You can look at it this way; Cat Claw starts out as something that Marvel could have published, both in terms of storylines and art, and slowly diverts from the marvel ideal as time passes. If you pick up one of the later stories, you will very soon find out it would be a cold day in hell before Marvel would publish that kind of comics.

One reason would be all the nudity that appears. Bane Kerac, the creator of Cat Claw, is a perfectly normal man, and as such, has a certain affinity for drawing semi- and fully-naked women in more or less detailed distress. Our poor heroine has this tendency to end up with her costume ripped to shreds every so often, and her ortagonists often suffer even worse fates. Most notably the descriptively named Extremity, who ... well... I think you know what I am alluding to.
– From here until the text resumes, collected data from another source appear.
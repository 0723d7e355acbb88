pub mod ai;
pub mod game;
pub mod session;
pub mod utils;

use gloo_timers::future::TimeoutFuture;
use serde::Serialize;
use serde_json;
use serde_wasm_bindgen::{from_value, to_value};
use std::str::FromStr;
use wasm_bindgen::prelude::*;
use wasm_bindgen_futures::future_to_promise;
use web_sys::js_sys::Promise;

pub use ai::{
    available_actions, minimax_value, sort_actions_asc, sort_actions_desc, AiAgent, AiDecision,
    AiDifficulty, ScoredMove,
};
pub use game::{
    GameConfig, GameEvent, GameState, Mark, MoveRejection, Outcome, Position, RuleEngine,
    RuleError, RuleResolution,
};
pub use session::{Scoreboard, Session};

#[cfg(feature = "wee_alloc")]
#[global_allocator]
static ALLOC: wee_alloc::WeeAlloc = wee_alloc::WeeAlloc::INIT;

#[wasm_bindgen(start)]
pub fn start() {
    utils::set_panic_hook();
}

fn to_js_error(error: RuleError) -> JsValue {
    to_value(&error).unwrap_or_else(|serialize_err| JsValue::from_str(&serialize_err.to_string()))
}

fn serde_to_js_error<E: std::fmt::Display>(error: E) -> JsValue {
    JsValue::from_str(&error.to_string())
}

fn parse_difficulty(difficulty: Option<&str>) -> AiDifficulty {
    difficulty
        .and_then(|value| AiDifficulty::from_str(value).ok())
        .unwrap_or_default()
}

fn parse_config(config_json: Option<&str>) -> Result<GameConfig, JsValue> {
    let config = match config_json {
        Some(json) => serde_json::from_str(json).map_err(serde_to_js_error)?,
        None => GameConfig::default(),
    };
    config.validate().map_err(to_js_error)?;
    Ok(config)
}

/// 从 JS 传入的状态需通过完整性检查后才能参与计算。
fn state_from_js(state: JsValue) -> Result<GameState, JsValue> {
    let state: GameState = from_value(state).map_err(JsValue::from)?;
    state.integrity_check().map_err(to_js_error)?;
    Ok(state)
}

#[derive(Serialize)]
struct EvaluationResponse {
    outcome: Outcome,
    terminal: bool,
    score: i32,
}

/// 一个完整的人机对局，供前端场景直接持有。
#[wasm_bindgen]
pub struct GameEngine {
    session: Session,
}

#[wasm_bindgen]
impl GameEngine {
    #[wasm_bindgen(constructor)]
    pub fn new(
        config_json: Option<String>,
        difficulty: Option<String>,
        ai_first: Option<bool>,
    ) -> Result<GameEngine, JsValue> {
        let config = parse_config(config_json.as_deref())?;
        let difficulty = parse_difficulty(difficulty.as_deref());
        let mut session = Session::new(config, difficulty).map_err(to_js_error)?;
        if ai_first.unwrap_or(false) {
            session = session.with_first_turn(Mark::Opponent);
        }
        utils::log(&format!(
            "new {}x{} game, difficulty {:?}",
            config.size, config.size, difficulty
        ));
        Ok(GameEngine { session })
    }

    pub fn state_json(&self) -> Result<String, JsValue> {
        serde_json::to_string(self.session.state()).map_err(serde_to_js_error)
    }

    pub fn scoreboard_json(&self) -> Result<String, JsValue> {
        serde_json::to_string(&self.session.scoreboard()).map_err(serde_to_js_error)
    }

    pub fn is_over(&self) -> bool {
        self.session.is_over()
    }

    pub fn set_difficulty(&mut self, difficulty: &str) -> Result<(), JsValue> {
        let difficulty = AiDifficulty::from_str(difficulty)
            .map_err(|_| JsValue::from_str(&format!("unknown difficulty: {difficulty}")))?;
        self.session.set_difficulty(difficulty);
        Ok(())
    }

    /// 玩家点击 (row, col)；返回包含 AI 应答的结算结果。
    pub fn play_json(&mut self, row: usize, col: usize) -> Result<String, JsValue> {
        let resolution = self.session.play(row, col).map_err(to_js_error)?;
        serde_json::to_string(&resolution).map_err(serde_to_js_error)
    }

    pub fn ai_move_json(&mut self) -> Result<String, JsValue> {
        let resolution = self.session.ai_move().map_err(to_js_error)?;
        serde_json::to_string(&resolution).map_err(serde_to_js_error)
    }

    pub fn restart(&mut self) {
        self.session.restart();
    }

    /// 延迟 `delay_ms` 后给出 AI 建议，不修改当前对局。
    pub fn think_ai(&self, difficulty: Option<String>, delay_ms: Option<u32>) -> Promise {
        let state = self.session.state().clone();
        let difficulty = difficulty
            .as_deref()
            .and_then(|value| AiDifficulty::from_str(value).ok())
            .unwrap_or_else(|| self.session.difficulty());
        let delay = delay_ms.unwrap_or(0);

        future_to_promise(async move {
            if delay > 0 {
                TimeoutFuture::new(delay).await;
            }
            let mut agent = AiAgent::new(difficulty);
            let decision = agent.decide(&state).map_err(to_js_error)?;
            let json = serde_json::to_string(&decision).map_err(serde_to_js_error)?;
            Ok(JsValue::from_str(&json))
        })
    }
}

#[wasm_bindgen(js_name = "createGameState")]
pub fn create_game_state(config: JsValue, ai_first: Option<bool>) -> Result<JsValue, JsValue> {
    let config: GameConfig = if config.is_undefined() || config.is_null() {
        GameConfig::default()
    } else {
        from_value(config).map_err(JsValue::from)?
    };
    let mut state = GameState::new(config).map_err(to_js_error)?;
    if ai_first.unwrap_or(false) {
        state = state.with_first_turn(Mark::Opponent);
    }
    to_value(&state).map_err(JsValue::from)
}

#[wasm_bindgen(js_name = "applyMove")]
pub fn apply_move(state: JsValue, row: usize, col: usize) -> Result<JsValue, JsValue> {
    let mut state = state_from_js(state)?;
    let events = RuleEngine::play_move(&mut state, Position::new(row, col)).map_err(to_js_error)?;
    to_value(&RuleResolution::new(state, events)).map_err(JsValue::from)
}

#[wasm_bindgen(js_name = "evaluateState")]
pub fn evaluate_state(state: JsValue) -> Result<JsValue, JsValue> {
    let mut state = state_from_js(state)?;
    let terminal = state.is_terminal();
    let response = EvaluationResponse {
        outcome: state.result(),
        terminal,
        score: state.score(),
    };
    to_value(&response).map_err(JsValue::from)
}

#[wasm_bindgen(js_name = "availableMoves")]
pub fn available_moves(state: JsValue) -> Result<JsValue, JsValue> {
    let state = state_from_js(state)?;
    to_value(&state.available_moves()).map_err(JsValue::from)
}

#[wasm_bindgen(js_name = "computeAiMove")]
pub fn compute_ai_move(state: JsValue, difficulty: Option<String>) -> Result<JsValue, JsValue> {
    let state = state_from_js(state)?;
    let mut agent = AiAgent::new(parse_difficulty(difficulty.as_deref()));
    let decision = agent.decide(&state).map_err(to_js_error)?;
    to_value(&decision).map_err(JsValue::from)
}
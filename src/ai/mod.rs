//! AI 落子（穷举 minimax + 难度分级）。

pub mod minimax;

pub use minimax::{
    available_actions, minimax_value, sort_actions_asc, sort_actions_desc, AiAgent, AiDecision,
    AiDifficulty, ScoredMove,
};
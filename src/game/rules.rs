use serde::{Deserialize, Serialize};
use thiserror::Error;

use super::state::{GameEvent, GameState, Mark, Outcome, Position};

#[derive(Debug, Clone, Copy, Serialize, Deserialize, PartialEq, Eq)]
#[serde(rename_all = "snake_case")]
pub enum MoveRejection {
    OutOfBounds,
    Occupied,
}

#[derive(Debug, Clone, Error, Serialize, Deserialize, PartialEq, Eq)]
#[serde(tag = "type")]
pub enum RuleError {
    #[error("cannot play ({row}, {col}): {reason:?}")]
    InvalidMove {
        row: usize,
        col: usize,
        reason: MoveRejection,
    },
    #[error("no move can be chosen from a finished position")]
    InvalidState,
    #[error("board size {size} cannot host lines of {win_length}")]
    InvalidConfig { size: usize, win_length: usize },
    #[error("the game is already over")]
    GameFinished,
    #[error("it is not the player's turn")]
    NotPlayerTurn,
}

#[derive(Debug, Clone, Serialize, Deserialize)]
pub struct RuleResolution {
    pub state: GameState,
    pub events: Vec<GameEvent>,
    pub outcome: Outcome,
}

impl RuleResolution {
    pub fn new(state: GameState, mut events: Vec<GameEvent>) -> Self {
        let outcome = state.result();
        if outcome.is_decided() {
            let has_event = events
                .iter()
                .any(|event| matches!(event, GameEvent::GameOver { .. }));
            if !has_event {
                events.push(GameEvent::GameOver { outcome });
            }
        }

        Self {
            state,
            events,
            outcome,
        }
    }
}

/// 在 `GameState::apply_move` 之上加一层对局规则：终局后拒绝落子，落子后立即结算。
pub struct RuleEngine;

impl RuleEngine {
    pub fn play_move(state: &mut GameState, position: Position) -> Result<Vec<GameEvent>, RuleError> {
        if state.result().is_decided() {
            return Err(RuleError::GameFinished);
        }

        let mark = state.turn();
        state.apply_move(position.row, position.col)?;

        let mut events = vec![GameEvent::MovePlayed {
            mark,
            row: position.row,
            col: position.col,
        }];

        let outcome = state.settle();
        if outcome.is_decided() {
            events.push(GameEvent::GameOver { outcome });
        }
        Ok(events)
    }

    pub fn play_as(
        state: &mut GameState,
        mark: Mark,
        position: Position,
    ) -> Result<Vec<GameEvent>, RuleError> {
        if state.turn() != mark {
            return Err(match mark {
                Mark::Player => RuleError::NotPlayerTurn,
                Mark::Opponent => RuleError::InvalidState,
            });
        }
        Self::play_move(state, position)
    }
}
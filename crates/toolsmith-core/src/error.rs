//! Error types for toolsmith-core

use thiserror::Error;

/// Result type alias for toolsmith-core
pub type Result<T> = std::result::Result<T, Error>;

/// Error type for tool registration and invocation
#[derive(Error, Debug)]
pub enum Error {
    /// Generic error message
    #[error("{0}")]
    Generic(String),

    /// Tool registration was rejected (missing docstring, empty name, no callable)
    #[error("Tool configuration invalid: {0}")]
    Configuration(String),

    /// The requested dispatch mode is not available for this tool
    #[error("Unsupported operation: {0}")]
    UnsupportedOperation(String),

    /// An offloaded invocation was cancelled before it completed
    #[error("Tool invocation cancelled: {0}")]
    Cancelled(String),

    /// The tool body reported a failure
    #[error("Tool execution failed: {0}")]
    Execution(String),

    /// No async runtime is available on the current thread
    #[error("No async runtime available: {0}")]
    NoRuntime(String),
}
//! Tool registry for managing registered tools

use crate::tool::{BoundTool, FnTool};
use std::collections::HashMap;
use std::sync::{Arc, RwLock};
use toolsmith_core::SessionContext;
use tracing::debug;

/// Registry for registered tools
///
/// Stores one shared [`FnTool`] per name. Registration is last write wins;
/// enforcing uniqueness beyond that is the caller's concern.
pub struct ToolRegistry {
    tools: RwLock<HashMap<String, Arc<FnTool>>>,
}

impl Default for ToolRegistry {
    fn default() -> Self {
        Self {
            tools: RwLock::new(HashMap::new()),
        }
    }
}

impl ToolRegistry {
    /// Create a new tool registry
    pub fn new() -> Self {
        Self::default()
    }

    /// Register a tool
    pub fn register(&self, tool: Arc<FnTool>) {
        debug!(tool_name = %tool.name(), kind = %tool.kind(), "Tool registered");
        let mut tools = self.tools.write().unwrap();
        tools.insert(tool.name().to_string(), tool);
    }

    /// Get a tool by name
    pub fn get(&self, name: &str) -> Option<Arc<FnTool>> {
        let tools = self.tools.read().unwrap();
        tools.get(name).cloned()
    }

    /// List all registered tools
    pub fn list_tools(&self) -> Vec<Arc<FnTool>> {
        let tools = self.tools.read().unwrap();
        tools.values().cloned().collect()
    }

    /// Registered tool names, sorted
    pub fn names(&self) -> Vec<String> {
        let tools = self.tools.read().unwrap();
        let mut names: Vec<String> = tools.keys().cloned().collect();
        names.sort_unstable();
        names
    }

    /// Prompt-facing description lines, sorted by name
    ///
    /// One line per tool, ready to embed in the system prompt.
    pub fn descriptions(&self) -> Vec<String> {
        let tools = self.tools.read().unwrap();
        let mut lines: Vec<String> = tools
            .values()
            .map(|tool| tool.description().to_string())
            .collect();
        lines.sort_unstable();
        lines
    }

    /// Bind every registered tool to one session context
    ///
    /// Session setup in one call: the returned bindings all share `ctx`.
    pub fn bind_all(&self, ctx: Arc<SessionContext>) -> Vec<BoundTool> {
        let tools = self.tools.read().unwrap();
        tools
            .values()
            .map(|tool| Arc::clone(tool).bind(Arc::clone(&ctx)))
            .collect()
    }

    /// Get the number of registered tools
    pub fn len(&self) -> usize {
        let tools = self.tools.read().unwrap();
        tools.len()
    }

    /// Check if the registry is empty
    pub fn is_empty(&self) -> bool {
        let tools = self.tools.read().unwrap();
        tools.is_empty()
    }
}

#[cfg(test)]
mod tests {
    use super::*;
    use crate::ToolBuilder;

    fn sample(name: &str, docstring: &str) -> Arc<FnTool> {
        Arc::new(
            ToolBuilder::new(name)
                .docstring(docstring)
                .sync_fn(|input, _ctx| Ok(input))
                .build()
                .unwrap(),
        )
    }

    #[test]
    fn register_and_get() {
        let registry = ToolRegistry::new();
        assert!(registry.is_empty());

        registry.register(sample("lookup", "Looks things up."));
        assert_eq!(registry.len(), 1);
        assert!(registry.get("lookup").is_some());
        assert!(registry.get("missing").is_none());
    }

    #[test]
    fn duplicate_names_replace() {
        let registry = ToolRegistry::new();
        registry.register(sample("lookup", "First version."));
        registry.register(sample("lookup", "Second version."));

        assert_eq!(registry.len(), 1);
        let tool = registry.get("lookup").unwrap();
        assert!(tool.description().contains("Second version."));
    }

    #[test]
    fn names_and_descriptions_are_sorted() {
        let registry = ToolRegistry::new();
        registry.register(sample("zeta", "Does z."));
        registry.register(sample("alpha", "Does a."));

        assert_eq!(registry.names(), vec!["alpha", "zeta"]);
        assert_eq!(
            registry.descriptions(),
            vec![
                "alpha(input: String): Does a.",
                "zeta(input: String): Does z.",
            ]
        );
    }

    #[test]
    fn list_tools_returns_all() {
        let registry = ToolRegistry::new();
        registry.register(sample("a", "Does a."));
        registry.register(sample("b", "Does b."));
        assert_eq!(registry.list_tools().len(), 2);
    }

    #[tokio::test]
    async fn bind_all_produces_invocable_bindings() {
        let registry = ToolRegistry::new();
        registry.register(sample("echo", "Echoes the input."));
        registry.register(sample("shout", "Echoes the input, loudly."));

        let ctx = Arc::new(SessionContext::current().unwrap());
        let bound = registry.bind_all(ctx);
        assert_eq!(bound.len(), 2);
        for tool in &bound {
            assert_eq!(tool.invoke("x").await.unwrap(), "x");
        }
    }
}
The nudity does not detract from the artistical quality of the stories. Because that would be impossible, since you have the feeling that Cat Claw spends every other scene poking fun of the reader, the medium and itself. It pushes every clichee you know to the limit and beyond, yet you can't help smiling. You can't shake the feeling that Cat Claw is a spur-of-the-moment work, and Bane Kerac has admitted that he's prone to including just about anything that pops up in his deranged yugoslavian mind, even going as far as basing the characters on friends and family members. He has yet to reveal who was the model of "Extremity", also known to you and me as "the former stripper, now villian with the huge knockers that ends up being unintentionally naked a lot". Somehow, I have a fleeing notion who was the model for Gerhard Schwartzenberger, aka the Catminator. Not to forget Cameron Hill, who is really the transcribed personality of Bane Kerac himself.

The soundeffects deserves a paragraph of their own. Kerac threads the fine line between moronically onomathopeic and quite cool with this transcribed serbian words, substituting the normally seen BAM!, THUD! and KA-BOOM! with things like DUMUOKO (HITINTHEYE), RASPIZD (STROKEINTHEBALLS), TJORAAAK (MIIISSED). For the record, I think it was a blast and surely an improvement over the industrial standard of comic-approved sound effects (TM).

When reading Cat Claw, there's this feeling as if a small man would poke you on the shoulder each time you finish a page, saying "oi, you're not taking this seriously, are you? Come on, superheroes? They don't exist, any more than that arch-nemesis with the big boobies and the mad scientist with his pet monster. Read this story, have a laugh, then put it away and return to real life." I think this is why I still enjoy it so much, more than fifteen years after I first discovered it.

It IS wild. It IS over-the-top. It's camp and kitch and it has no deeper meanings at all. But it's amusing. And that goes a long way.

Recommended? Hell, yeah. If you don't like it, you should have your sense of humour surgically re-attached.